Work required:
A faithful, word-for-word transcription of all the data is what is needed.

::: Source material

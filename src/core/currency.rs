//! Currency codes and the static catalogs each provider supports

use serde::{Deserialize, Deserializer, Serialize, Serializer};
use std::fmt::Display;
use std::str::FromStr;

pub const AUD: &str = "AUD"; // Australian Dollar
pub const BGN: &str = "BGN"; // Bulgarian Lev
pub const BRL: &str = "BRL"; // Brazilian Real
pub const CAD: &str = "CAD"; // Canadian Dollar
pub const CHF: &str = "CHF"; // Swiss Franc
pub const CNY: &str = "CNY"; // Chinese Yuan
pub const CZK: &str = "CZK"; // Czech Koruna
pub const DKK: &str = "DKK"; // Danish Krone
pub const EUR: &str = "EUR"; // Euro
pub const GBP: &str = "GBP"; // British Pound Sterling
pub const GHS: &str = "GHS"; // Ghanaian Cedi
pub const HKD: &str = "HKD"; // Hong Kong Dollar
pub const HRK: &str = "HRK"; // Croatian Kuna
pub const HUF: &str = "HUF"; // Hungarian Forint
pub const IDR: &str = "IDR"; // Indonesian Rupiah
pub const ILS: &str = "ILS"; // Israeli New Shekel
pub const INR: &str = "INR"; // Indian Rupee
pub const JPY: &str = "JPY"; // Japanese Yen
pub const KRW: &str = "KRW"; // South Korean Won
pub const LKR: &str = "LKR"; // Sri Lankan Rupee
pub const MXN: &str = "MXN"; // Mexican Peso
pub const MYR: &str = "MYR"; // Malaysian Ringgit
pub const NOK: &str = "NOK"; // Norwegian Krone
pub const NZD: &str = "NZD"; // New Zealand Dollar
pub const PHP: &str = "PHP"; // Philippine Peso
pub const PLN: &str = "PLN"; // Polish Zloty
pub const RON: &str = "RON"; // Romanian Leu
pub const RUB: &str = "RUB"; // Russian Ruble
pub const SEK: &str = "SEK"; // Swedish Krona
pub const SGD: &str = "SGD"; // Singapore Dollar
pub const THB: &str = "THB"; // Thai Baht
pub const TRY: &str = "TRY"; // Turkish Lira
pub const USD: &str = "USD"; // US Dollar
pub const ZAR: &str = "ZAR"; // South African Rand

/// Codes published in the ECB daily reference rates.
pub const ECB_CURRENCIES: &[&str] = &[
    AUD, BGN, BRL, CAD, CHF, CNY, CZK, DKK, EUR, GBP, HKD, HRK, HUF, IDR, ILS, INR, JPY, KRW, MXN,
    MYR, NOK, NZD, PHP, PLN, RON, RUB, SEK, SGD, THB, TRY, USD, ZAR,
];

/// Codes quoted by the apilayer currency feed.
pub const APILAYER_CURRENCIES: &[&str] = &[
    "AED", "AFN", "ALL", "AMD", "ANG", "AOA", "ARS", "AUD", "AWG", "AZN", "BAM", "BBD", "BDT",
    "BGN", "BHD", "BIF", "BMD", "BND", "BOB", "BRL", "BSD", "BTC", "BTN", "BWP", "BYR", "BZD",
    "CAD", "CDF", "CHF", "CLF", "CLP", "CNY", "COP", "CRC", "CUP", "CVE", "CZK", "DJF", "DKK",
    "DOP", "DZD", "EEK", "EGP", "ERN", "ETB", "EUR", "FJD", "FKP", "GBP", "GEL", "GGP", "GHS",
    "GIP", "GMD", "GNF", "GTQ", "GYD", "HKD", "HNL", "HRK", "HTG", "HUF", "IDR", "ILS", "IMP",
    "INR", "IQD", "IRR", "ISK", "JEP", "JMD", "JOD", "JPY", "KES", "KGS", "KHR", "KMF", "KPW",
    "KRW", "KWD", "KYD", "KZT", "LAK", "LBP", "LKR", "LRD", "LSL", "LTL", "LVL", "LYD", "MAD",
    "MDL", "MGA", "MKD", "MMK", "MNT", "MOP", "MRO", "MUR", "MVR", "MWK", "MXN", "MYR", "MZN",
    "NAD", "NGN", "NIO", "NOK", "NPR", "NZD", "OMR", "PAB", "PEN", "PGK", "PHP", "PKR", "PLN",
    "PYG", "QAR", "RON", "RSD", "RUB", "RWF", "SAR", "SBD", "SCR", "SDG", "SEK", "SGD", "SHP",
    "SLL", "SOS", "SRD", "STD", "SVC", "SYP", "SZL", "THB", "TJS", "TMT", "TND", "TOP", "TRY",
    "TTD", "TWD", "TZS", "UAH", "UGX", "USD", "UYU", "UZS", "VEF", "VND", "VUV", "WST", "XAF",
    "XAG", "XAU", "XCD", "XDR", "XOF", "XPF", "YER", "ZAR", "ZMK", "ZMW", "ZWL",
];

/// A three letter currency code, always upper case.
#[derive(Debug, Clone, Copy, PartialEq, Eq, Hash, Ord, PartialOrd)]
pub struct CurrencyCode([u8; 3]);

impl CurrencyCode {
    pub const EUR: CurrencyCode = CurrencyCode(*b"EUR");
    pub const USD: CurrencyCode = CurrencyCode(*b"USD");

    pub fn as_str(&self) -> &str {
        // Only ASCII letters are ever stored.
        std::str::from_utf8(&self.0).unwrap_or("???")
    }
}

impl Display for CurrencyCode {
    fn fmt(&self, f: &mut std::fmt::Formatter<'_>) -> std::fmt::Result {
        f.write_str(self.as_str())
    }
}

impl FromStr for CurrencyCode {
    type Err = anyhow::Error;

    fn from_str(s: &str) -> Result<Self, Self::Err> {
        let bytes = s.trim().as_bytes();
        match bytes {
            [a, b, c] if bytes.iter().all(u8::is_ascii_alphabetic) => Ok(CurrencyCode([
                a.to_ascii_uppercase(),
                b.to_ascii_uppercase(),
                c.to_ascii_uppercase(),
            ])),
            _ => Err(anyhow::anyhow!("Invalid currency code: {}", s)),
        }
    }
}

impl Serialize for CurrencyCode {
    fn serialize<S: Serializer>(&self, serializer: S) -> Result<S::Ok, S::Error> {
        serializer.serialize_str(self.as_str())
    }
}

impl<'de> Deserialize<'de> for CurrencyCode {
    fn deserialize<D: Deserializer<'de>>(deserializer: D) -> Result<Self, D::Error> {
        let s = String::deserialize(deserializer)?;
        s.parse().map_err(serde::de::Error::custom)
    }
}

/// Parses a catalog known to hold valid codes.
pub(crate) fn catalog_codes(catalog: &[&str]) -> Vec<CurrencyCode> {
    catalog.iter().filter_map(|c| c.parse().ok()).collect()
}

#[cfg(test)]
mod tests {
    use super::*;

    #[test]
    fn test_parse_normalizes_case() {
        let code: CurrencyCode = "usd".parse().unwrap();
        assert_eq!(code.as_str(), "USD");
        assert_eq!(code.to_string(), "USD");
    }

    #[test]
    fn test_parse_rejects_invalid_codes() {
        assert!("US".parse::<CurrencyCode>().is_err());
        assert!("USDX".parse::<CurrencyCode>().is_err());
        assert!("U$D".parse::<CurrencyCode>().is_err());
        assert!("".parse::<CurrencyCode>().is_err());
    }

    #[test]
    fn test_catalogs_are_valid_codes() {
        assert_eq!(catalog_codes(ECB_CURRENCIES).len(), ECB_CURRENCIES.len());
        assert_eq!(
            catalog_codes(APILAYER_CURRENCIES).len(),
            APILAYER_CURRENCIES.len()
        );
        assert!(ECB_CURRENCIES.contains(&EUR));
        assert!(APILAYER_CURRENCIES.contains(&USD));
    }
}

::::::

Output below:
filename src/core/currency.rs
//! Currency codes and the static catalogs each provider supports

use serde::{Deserialize, Deserializer, Serialize, Serializer};
use std::fmt::Display;
use std::str::FromStr;

pub const AUD: &str = "AUD"; // Australian Dollar
pub const BGN: &str = "BGN"; // Bulgarian Lev
pub const BRL: &str = "BRL"; // Brazilian Real
pub const CAD: &str = "CAD"; // Canadian Dollar
pub const CHF: &str = "CHF"; // Swiss Franc
pub const CNY: &str = "CNY"; // Chinese Yuan
pub const CZK: &str = "CZK"; // Czech Koruna
pub const DKK: &str = "DKK"; // Danish Krone
pub const EUR: &str = "EUR"; // Euro
pub const GBP: &str = "GBP"; // British Pound Sterling
pub const GHS: &str = "GHS"; // Ghanaian Cedi
pub const HKD: &str = "HKD"; // Hong Kong Dollar
pub const HRK: &str = "HRK"; // Croatian Kuna
pub const HUF: &str = "HUF"; // Hungarian Forint
pub const IDR: &str = "IDR"; // Indonesian Rupiah
pub const ILS: &str = "ILS"; // Israeli New Shekel
pub const INR: &str = "INR"; // Indian Rupee
pub const JPY: &str = "JPY"; // Japanese Yen
pub const KRW: &str = "KRW"; // South Korean Won
pub const LKR: &str = "LKR"; // Sri Lankan Rupee
pub const MXN: &str = "MXN"; // Mexican Peso
pub const MYR: &str = "MYR"; // Malaysian Ringgit
pub const NOK: &str = "NOK"; // Norwegian Krone
pub const NZD: &str = "NZD"; // New Zealand Dollar
pub const PHP: &str = "PHP"; // Philippine Peso
pub const PLN: &str = "PLN"; // Polish Zloty
pub const RON: &str = "RON"; // Romanian Leu
pub const RUB: &str = "RUB"; // Russian Ruble
pub const SEK: &str = "SEK"; // Swedish Krona
pub const SGD: &str = "SGD"; // Singapore Dollar
pub const THB: &str = "THB"; // Thai Baht
pub const TRY: &str = "TRY"; // Turkish Lira
pub const USD: &str = "USD"; // US Dollar
pub const ZAR: &str = "ZAR"; // South African Rand

/// Codes published in the ECB daily reference rates.
pub const ECB_CURRENCIES: &[&str] = &[
    AUD, BGN, BRL, CAD, CHF, CNY, CZK, DKK, EUR, GBP, HKD, HRK, HUF, IDR, ILS, INR, JPY, KRW, MXN,
    MYR, NOK, NZD, PHP, PLN, RON, RUB, SEK, SGD, THB, TRY, USD, ZAR,
];

/// Codes quoted by the apilayer currency feed.
pub const APILAYER_CURRENCIES: &[&str] = &[
    "AED", "AFN", "ALL", "AMD", "ANG", "AOA", "ARS", "AUD", "AWG", "AZN", "BAM", "BBD", "BDT",
    "BGN", "BHD", "BIF", "BMD", "BND", "BOB", "BRL", "BSD", "BTC", "BTN", "BWP", "BYR", "BZD",
    "CAD", "CDF", "CHF", "CLF", "CLP", "CNY", "COP", "CRC", "CUP", "CVE", "CZK", "DJF", "DKK",
    "DOP", "DZD", "EEK", "EGP", "ERN", "ETB", "EUR", "FJD", "FKP", "GBP", "GEL", "GGP", "GHS",
    "GIP", "GMD", "GNF", "GTQ", "GYD", "HKD", "HNL", "HRK", "HTG", "HUF", "IDR", "ILS", "IMP",
    "INR", "IQD", "IRR", "ISK", "JEP", "JMD", "JOD", "JPY", "KES", "KGS", "KHR", "KMF", "KPW",
    "KRW", "KWD", "KYD", "KZT", "LAK", "LBP", "LKR", "LRD", "LSL", "LTL", "LVL", "LYD", "MAD",
    "MDL", "MGA", "MKD", "MMK", "MNT", "MOP", "MRO", "MUR", "MVR", "MWK", "MXN", "MYR", "MZN",
    "NAD", "NGN", "NIO", "NOK", "NPR", "NZD", "OMR", "PAB", "PEN", "PGK", "PHP", "PKR", "PLN",
    "PYG", "QAR", "RON", "RSD", "RUB", "RWF", "SAR", "SBD", "SCR", "SDG", "SEK", "SGD", "SHP",
    "SLL", "SOS", "SRD", "STD", "SVC", "SYP", "SZL", "THB", "TJS", "TMT", "TND", "TOP", "TRY",
    "TTD", "TWD", "TZS", "UAH", "UGX", "USD", "UYU", "UZS", "VEF", "VND", "VUV", "WST", "XAF",
    "XAG", "XAU", "XCD", "XDR", "XOF", "XPF", "YER", "ZAR", "ZMK", "ZMW", "ZWL",
];

/// A three letter currency code, always upper case.
#[derive(Debug, Clone, Copy, PartialEq, Eq, Hash, Ord, PartialOrd)]
pub struct CurrencyCode([u8; 3]);

impl CurrencyCode {
    pub const EUR: CurrencyCode = CurrencyCode(*b"EUR");
    pub const USD: CurrencyCode = CurrencyCode(*b"USD");

    pub fn as_str(&self) -> &str {
        // Only ASCII letters are ever stored.
        std::str::from_utf8(&self.0).unwrap_or("???")
    }
}

impl Display for CurrencyCode {
    fn fmt(&self, f: &mut std::fmt::Formatter<'_>) -> std::fmt::Result {
        f.write_str(self.as_str())
    }
}

impl FromStr for CurrencyCode {
    type Err = anyhow::Error;

    fn from_str(s: &str) -> Result<Self, Self::Err> {
        let bytes = s.trim().as_bytes();
        match bytes {
            [a, b, c] if bytes.iter().all(u8::is_ascii_alphabetic) => Ok(CurrencyCode([
                a.to_ascii_uppercase(),
                b.to_ascii_uppercase(),
                c.to_ascii_uppercase(),
            ])),
            _ => Err(anyhow::anyhow!("Invalid currency code: {}", s)),
        }
    }
}

impl Serialize for CurrencyCode {
    fn serialize<S: Serializer>(&self, serializer: S) -> Result<S::Ok, S::Error> {
        serializer.serialize_str(self.as_str())
    }
}

impl<'de> Deserialize<'de> for CurrencyCode {
    fn deserialize<D: Deserializer<'de>>(deserializer: D) -> Result<Self, D::Error> {
        let s = String::deserialize(deserializer)?;
        s.parse().map_err(serde::de::Error::custom)
    }
}

/// Parses a catalog known to hold valid codes.
pub(crate) fn catalog_codes(catalog: &[&str]) -> Vec<CurrencyCode> {
    catalog.iter().filter_map(|c| c.parse().ok()).collect()
}

#[cfg(test)]
mod tests {
    use super::*;

    #[test]
    fn test_parse_normalizes_case() {
        let code: CurrencyCode = "usd".parse().unwrap();
        assert_eq!(code.as_str(), "USD");
        assert_eq!(code.to_string(), "USD");
    }

    #[test]
    fn test_parse_rejects_invalid_codes() {
        assert!("US".parse::<CurrencyCode>().is_err());
        assert!("USDX".parse::<CurrencyCode>().is_err());
        assert!("U$D".parse::<CurrencyCode>().is_err());
        assert!("".parse::<CurrencyCode>().is_err());
    }

    #[test]
    fn test_catalogs_are_valid_codes() {
        assert_eq!(catalog_codes(ECB_CURRENCIES).len(), ECB_CURRENCIES.len());
        assert_eq!(
            catalog_codes(APILAYER_CURRENCIES).len(),
            APILAYER_CURRENCIES.len()
        );
        assert!(ECB_CURRENCIES.contains(&EUR));
        assert!(APILAYER_CURRENCIES.contains(&USD));
    }
}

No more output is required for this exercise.